El fraude de ley incluye la realización de una conducta que es claramente legal respaldada por la validez de una regla. Pero que resulta en contra de una regla fundamental de la ley o está prohibida por ella.
Es debido a eso que aquí te vamos a contar todo lo que necesitas conocer acerca del fraude de ley en el derecho. Así que te sugerimos que te quedes hasta el final de este artículo, te aseguramos que no te arrepentirás.
¿Qué condiciones deben cumplirse para que ocurra un fraude de ley?
El fraude de ley requiere la concurrencia de dos criterios: el criterio de «encubrimiento» por el cual se acepta a la persona que comete el acto de fraude de ley. Así como quien de esta manera y fraude de ley tiene como objetivo «eludir» de manera que la observancia de una norma se lleve a cabo con el resultado que sea prohibido al ordenamiento jurídico.
Esto se considera trampa que por dicho motivo, también se le puede llamar el «estándar evitable».
El caso precedente incluye en ocasiones la interpretación del Código Civil según el cual un acto fraudulento es exigido por la ley. Esto como elemento esencial un acto o una serie de actos aunque parezca legítimo pero infringe la ley contenido moral de los preceptos a los que están protegidos se tenga conocimiento o no de la elusión.
Se caracteriza por la presencia de dos estándares: el conocido estándar llamado «la cubierta» que es aceptado por los tramposos y el estándar. Por el cual pretenden evitarlo se llama «regla evitable» salvo que sea perseguir un resultado contrario a lo prescrito o expresamente prohibido.
¿Qué podemos entender por fraude de ley?
En definitiva el fraude de ley se trata de una acción en determinadas resoluciones aprobadas, considerada «pseudo-legitimidad». Esto en la medida en que no constituye un ataque directo o una violación directa de una norma aplicable que implicaría una nulidad radical del acto o actividad se realiza legitimidad.
Pero se intenta lograr el propósito pretendido con la apariencia de legitimidad para engañar el propósito real de la ley. Esto al darse legitimidad explícita por cualquier persona que cumpla con esta norma.
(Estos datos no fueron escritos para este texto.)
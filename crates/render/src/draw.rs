use digworld_common::ChunkCoord;
use digworld_kernel::{ChunkMesh, VoxelWorld};
use glam::{Mat4, Vec3};

/// One chunk ready for an indexed draw call.
#[derive(Debug, Clone, Copy, PartialEq)]
pub struct ChunkDraw {
    pub coord: ChunkCoord,
    /// World-space translation applied to the chunk's geometry.
    pub origin: Vec3,
    pub mesh: ChunkMesh,
}

impl ChunkDraw {
    pub fn model_matrix(&self) -> Mat4 {
        Mat4::from_translation(self.origin)
    }
}

/// The per-frame list of chunk draws, sorted by chunk coordinate.
#[derive(Debug, Clone, Default)]
pub struct DrawList {
    pub draws: Vec<ChunkDraw>,
    /// Chunks present in the world but not drawable this frame.
    pub skipped: usize,
}

impl DrawList {
    /// Gather `(origin, mesh)` pairs for every drawable chunk.
    ///
    /// Call after the rebuild sweep. Chunks with zero indices or any
    /// invalid buffer handle are counted in `skipped` instead.
    pub fn collect(world: &VoxelWorld) -> Self {
        let mut list = Self::default();
        world.for_each_chunk(|coord, chunk| {
            let mesh = *chunk.mesh();
            if mesh.is_drawable() {
                list.draws.push(ChunkDraw {
                    coord,
                    origin: coord.origin(),
                    mesh,
                });
            } else {
                list.skipped += 1;
            }
        });
        list.draws.sort_by_key(|d| d.coord);
        tracing::trace!(
            draws = list.draws.len(),
            skipped = list.skipped,
            "draw list collected"
        );
        list
    }

    pub fn len(&self) -> usize {
        self.draws.len()
    }

    pub fn is_empty(&self) -> bool {
        self.draws.is_empty()
    }

    /// Sum of index counts across all draws.
    pub fn index_total(&self) -> u64 {
        self.draws.iter().map(|d| d.mesh.index_count as u64).sum()
    }

    pub fn triangle_total(&self) -> u64 {
        self.index_total() / 3
    }
}

#[cfg(test)]
mod tests {
    use super::*;
    use digworld_common::VoxelCoord;
    use digworld_kernel::MemoryGpu;

    #[test]
    fn empty_world_has_no_draws() {
        let list = DrawList::collect(&VoxelWorld::new());
        assert!(list.is_empty());
        assert_eq!(list.skipped, 0);
    }

    #[test]
    fn dirty_chunks_are_skipped_until_rebuilt() {
        let mut world = VoxelWorld::new();
        world.add_voxel(VoxelCoord::new(1, 1, 1));
        let list = DrawList::collect(&world);
        assert!(list.is_empty());
        assert_eq!(list.skipped, 1);

        let mut gpu = MemoryGpu::new();
        world.rebuild_dirty_chunks(&mut gpu);
        let list = DrawList::collect(&world);
        assert_eq!(list.len(), 1);
        assert_eq!(list.index_total(), 36);
        assert_eq!(list.triangle_total(), 12);
    }

    #[test]
    fn emptied_chunk_is_skipped() {
        let mut gpu = MemoryGpu::new();
        let mut world = VoxelWorld::new();
        let c = VoxelCoord::new(2, 2, 2);
        world.add_voxel(c);
        world.rebuild_dirty_chunks(&mut gpu);
        world.remove_voxel(c);
        world.rebuild_dirty_chunks(&mut gpu);

        let list = DrawList::collect(&world);
        assert!(list.is_empty());
        assert_eq!(list.skipped, 1);
    }

    #[test]
    fn failed_uploads_are_skipped() {
        let mut gpu = MemoryGpu::with_budget(0);
        let mut world = VoxelWorld::new();
        world.add_voxel(VoxelCoord::new(0, 0, 0));
        world.rebuild_dirty_chunks(&mut gpu);
        assert!(DrawList::collect(&world).is_empty());
    }

    #[test]
    fn draws_carry_chunk_origin() {
        let mut gpu = MemoryGpu::new();
        let mut world = VoxelWorld::new();
        world.add_voxel(VoxelCoord::new(-3, 0, 0));
        world.add_voxel(VoxelCoord::new(40, 17, 5));
        world.rebuild_dirty_chunks(&mut gpu);

        let list = DrawList::collect(&world);
        let origins: Vec<Vec3> = list.draws.iter().map(|d| d.origin).collect();
        assert_eq!(
            origins,
            vec![Vec3::new(-16.0, 0.0, 0.0), Vec3::new(32.0, 16.0, 0.0)]
        );
        let m = list.draws[1].model_matrix();
        assert_eq!(m.transform_point3(Vec3::ZERO), Vec3::new(32.0, 16.0, 0.0));
    }
}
¿Cuál es el daño del fraude legal?
El efecto del fraude es principalmente “la sanción del fraude como algo de vital cumplimiento de las disposiciones establecidas la ley sobre fraude de ley” según el artículo del Código Civil.
El procedimiento incluye la disposición de conductas legales en relación con el régimen que se pretende evitar. Sin embargo, existen una serie de requisitos para considerar el fraude de ley:
Se debe tomar una acción:
- En fraude de ley la intención es insuficiente bajo la protección de una norma válida.
- El acto jurídico como tapadera tiene una finalidad precisa a diferencia de la jurídica que se pretende eludir.
- Acción tomada que resulta en una situación en la que está prohibida o es contraria a los estándares legales.
Por lo tanto, un compromiso o acción adoptada para el fraude de ley supone que una regla se ha utilizado como «tapadera» o «máscara» de una situación para evitar un resultado particular. Los resultados del estándar deben aplicarse en este caso.
El efecto del fraude en la ley
Como el propio Código Civil deja claro el hecho de que se haya cometido un acto jurídico para el fraude de ley no impedirá «la correcta aplicación de la Ley. Intentamos ignorar». El principal efecto de determinar que se ha cometido un acto para eludir la ley es que la supuesta cobertura de la norma.
Se ha utilizado como un «disfraz» para ser revocado permitiendo establecer que un acto es nulo y obedece a los preceptos que dicen haber escapado.
En otras palabras tratar de seguir una regla no impide que funcione por lo que sí tiene que cumplir con ciertos plazos para realizar un pago y no lo hace como una contribución social o fiscal en caso de una donación. Podrán reclamarse los importes no realizados y los correspondientes intereses de demora además de las penalizaciones correspondientes.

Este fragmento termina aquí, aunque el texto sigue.